18 Verily I say unto you, Whatsoever ye shall bind on earth shall be bound in heaven: and whatsoever ye shall loose on earth shall be loosed in heaven.
21 Then came Peter to him, and said, Lord, how oft shall my brother sin against me, and I forgive him? till seven times?
22 Jesus saith unto him, I say not unto thee, Until seven times: but, Until seventy times seven.
35 So likewise shall my heavenly Father do also unto you, if ye from your hearts forgive not every one his brother their trespasses.
26 Be ye angry , and sin not: let not the sun go down upon your wrath: 27 Neither give place to the devil.
So, what does the above look like lived out in relationships with others – family, friends, co-workers, church members, etc.? I try to remind myself of all of my shortcomings in an attempt to dig deep inside myself so that I might find ways to extend grace to my husband who has hurt me in so many ways over and over and over. Sometimes I am able to do it. Other times I’m not. I’m angry that I’m not being loved well by him. What does righteous anger look like lived out toward a very, very difficult person? I’m not advocating passive ‘Christianity’. There are certainly times to take a firm stand on an injustice and turn the anger into something pro-active. Pro-activity has been exercised in this situation and a little bit of progress has been made, but it is extremely challenging to give things time and hope/pray for further change to occur over time – all while simultaneously having to interact with him regularly.

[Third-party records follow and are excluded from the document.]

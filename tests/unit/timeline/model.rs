use super::*;
use crate::scene::kinds::{KeyTakeaway, SectionTitle};

fn title(n: u32) -> SceneKind {
    SceneKind::SectionTitle(SectionTitle {
        number: n,
        title: format!("Part {n}"),
        subtitle: None,
        accent: Accent::Indigo,
    })
}

fn seq(durations: &[u64], transition: u64) -> Sequence {
    Sequence {
        scenes: durations
            .iter()
            .enumerate()
            .map(|(i, &d)| SceneSpec::new(d, title(i as u32 + 1)))
            .collect(),
        transitions: vec![TransitionSpec::fade(transition); durations.len().saturating_sub(1)],
    }
}

fn comp(sections: Vec<Sequence>) -> Composition {
    Composition {
        id: "Test".to_owned(),
        fps: Fps { num: 30, den: 1 },
        canvas: Canvas::FULL_HD,
        sections: sections
            .into_iter()
            .enumerate()
            .map(|(i, sequence)| Section {
                title: format!("Section {i}"),
                accent: Accent::cycle(i),
                sequence,
            })
            .collect(),
        declared_frames: None,
        overlays: Overlays::default(),
    }
}

#[test]
fn sequence_total_comes_from_the_accumulator() {
    let s = seq(&[150, 240, 90, 240, 240, 180, 150], 15);
    s.validate().unwrap();
    assert_eq!(s.total_frames().unwrap(), 1200);
    assert_eq!(s.layout().unwrap().starts[1], 135);
}

#[test]
fn sequence_errors_name_the_failing_scene() {
    let mut s = seq(&[90, 90], 15);
    s.scenes[1].duration_frames = 0;
    let err = s.validate().unwrap_err();
    assert!(err.to_string().contains("scene 1: section_title scene duration must be > 0"));

    let mut s = seq(&[90, 90], 15);
    s.transitions.clear();
    assert!(matches!(
        s.validate().unwrap_err(),
        ExplainerError::TransitionCountMismatch { .. }
    ));
}

#[test]
fn invalid_transition_timing_is_rejected() {
    let mut s = seq(&[90, 90], 15);
    s.transitions[0] = TransitionSpec::fade(15).with_timing(Timing::Spring(SpringConfig {
        damping: 1.0,
        stiffness: 0.0,
        mass: 1.0,
    }));
    let err = s.validate().unwrap_err();
    assert!(err.to_string().contains("transition 0"));
}

#[test]
fn long_transitions_are_allowed() {
    let s = seq(&[30, 30], 40);
    s.validate().unwrap();
    assert_eq!(s.total_frames().unwrap(), 20);

    let reordered = seq(&[30, 10, 30], 15);
    reordered.validate().unwrap();
    assert_eq!(reordered.layout().unwrap().reordered_starts(), vec![2]);
    assert_eq!(reordered.total_frames().unwrap(), 40);
}

#[test]
fn presets_have_house_durations() {
    let fade = TransitionSpec::preset("fade").unwrap();
    assert_eq!(fade, TransitionSpec::fade(15));

    let up = TransitionSpec::preset("Slide-Up").unwrap();
    assert_eq!(up.kind, TransitionKind::Slide { from: Edge::Bottom });
    assert_eq!(up.duration_frames, 20);

    let wipe = TransitionSpec::preset("wipe_right").unwrap();
    assert_eq!(wipe.kind, TransitionKind::Wipe { from: Edge::Left });
    assert_eq!(wipe.duration_frames, 18);

    assert_eq!(TransitionSpec::preset("clock_wipe").unwrap().duration_frames, 25);
    assert!(matches!(
        TransitionSpec::preset("spring_fade").unwrap().timing,
        Timing::Spring(_)
    ));
    for name in TransitionSpec::PRESETS {
        TransitionSpec::preset(name).unwrap();
    }

    let err = TransitionSpec::preset("zoom").unwrap_err();
    assert!(err.to_string().contains("expected one of: fade, slide_left"));
}

#[test]
fn cut_has_no_overlap() {
    assert_eq!(TransitionSpec::cut().duration_frames, 0);
}

#[test]
fn sections_are_joined_without_overlap() {
    let c = comp(vec![seq(&[150, 240], 15), seq(&[90], 0)]);
    c.validate().unwrap();
    let l = c.section_layout().unwrap();
    assert_eq!(l.starts, vec![0, 375]);
    assert_eq!(c.total_frames().unwrap(), 375 + 90);
}

#[test]
fn declared_total_is_checked() {
    let mut c = comp(vec![seq(&[150, 240], 15)]);
    c.declared_frames = Some(375);
    c.validate().unwrap();

    c.declared_frames = Some(390);
    match c.validate().unwrap_err() {
        ExplainerError::DeclaredDurationMismatch {
            id,
            declared,
            computed,
        } => {
            assert_eq!(id, "Test");
            assert_eq!(declared, 390);
            assert_eq!(computed, 375);
        }
        other => panic!("unexpected error: {other}"),
    }
}

#[test]
fn composition_level_checks() {
    let mut c = comp(vec![]);
    assert!(c.validate().is_err());

    c = comp(vec![seq(&[10], 0)]);
    c.id = " ".to_owned();
    assert!(c.validate().is_err());

    c = comp(vec![seq(&[10], 0)]);
    c.fps = Fps { num: 30, den: 0 };
    assert!(c.validate().is_err());

    c = comp(vec![seq(&[10], 0)]);
    c.sections[0].title.clear();
    assert!(c.validate().is_err());

    c = comp(vec![seq(&[10], 0)]);
    c.overlays.watermark = Some(Watermark {
        opacity: 2.0,
        ..Watermark::default()
    });
    assert!(c.validate().is_err());

    c = comp(vec![seq(&[10], 0)]);
    c.overlays.grid = Some(GridPattern {
        spacing: 0.0,
        ..GridPattern::default()
    });
    assert!(c.validate().is_err());
    c.overlays.grid = Some(GridPattern::default());
    c.validate().unwrap();
}

#[test]
fn section_errors_carry_the_section_title() {
    let mut c = comp(vec![seq(&[10, 10], 0)]);
    c.sections[0].sequence.scenes[1].content = SceneKind::KeyTakeaway(KeyTakeaway {
        heading: "Key Takeaway".to_owned(),
        takeaway: String::new(),
        tone: crate::scene::components::Tone::Success,
    });
    let msg = c.validate().unwrap_err().to_string();
    assert!(msg.contains("section 'Section 0': scene 1: key_takeaway"), "{msg}");
}

#[test]
fn composition_json_round_trip() {
    let mut c = comp(vec![seq(&[150, 240], 15), seq(&[90, 60], 20)]);
    c.sections[1].sequence.scenes[0] = c.sections[1].sequence.scenes[0]
        .clone()
        .with_entrance(EntranceStyle::ScaleUp);
    c.overlays.particles = Some(ParticleField::default());
    let json = c.to_json_pretty().unwrap();
    assert_eq!(Composition::from_json_str(&json).unwrap(), c);
}

#[test]
fn json_defaults_and_errors() {
    let c = Composition::from_json_str(
        r#"{
            "id": "Mini",
            "sections": [{
                "title": "Only",
                "scenes": [{"duration_frames": 30, "content": {"type": "key_takeaway", "takeaway": "Done"}}]
            }]
        }"#,
    )
    .unwrap();
    assert_eq!(c.fps, Fps { num: 30, den: 1 });
    assert_eq!(c.canvas, Canvas::FULL_HD);
    assert!(c.overlays.background && c.overlays.progress_bar);
    assert_eq!(c.overlays.gradient_angle_deg, 135.0);
    assert!(!c.overlays.animate_gradient);
    assert_eq!(c.overlays.grid, None);
    assert_eq!(c.total_frames().unwrap(), 30);

    assert!(matches!(
        Composition::from_json_str("{").unwrap_err(),
        ExplainerError::Serde(_)
    ));
    let err = Composition::from_path("/definitely/missing.json").unwrap_err();
    assert!(err.to_string().contains("open composition JSON"));
}

#[test]
fn scene_entrance_wraps_the_content() {
    let theme = Theme::default();
    let fps = Fps { num: 30, den: 1 };
    let plain = SceneSpec::new(90, title(1));
    let entering = plain.clone().with_entrance(EntranceStyle::FadeUp);

    let start = entering.render(&theme, fps, Canvas::FULL_HD, LocalFrame(0));
    assert!(start.layers.is_empty());

    let settled = entering.render(&theme, fps, Canvas::FULL_HD, LocalFrame(80));
    assert_eq!(settled, plain.render(&theme, fps, Canvas::FULL_HD, LocalFrame(80)));
    assert_eq!(
        entering.render(&theme, fps, Canvas::FULL_HD, LocalFrame(-4)),
        start
    );
}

I DO have praises to the Lord to offer, though. I have a temp job lined up for the next two weeks. I have also been invited to stay longer with my friend than was originally agreed upon. Words cannot express how thankful I am for these things. I have also been working very hard at staying committed to my disciplines. I have been able to follow through on all of the daily ones except my bible study. However, I plan to get caught up on this tomorrow! I’m also hosting a Mary Kay party tomorrow and hope to make a few bucks. I am soooo not a Mary Kay kind of person, but a girl does what a girl’s gotta do to pay the bills! (within reason – ha ha) I wanted to end this post with some good news. So, there ya have it!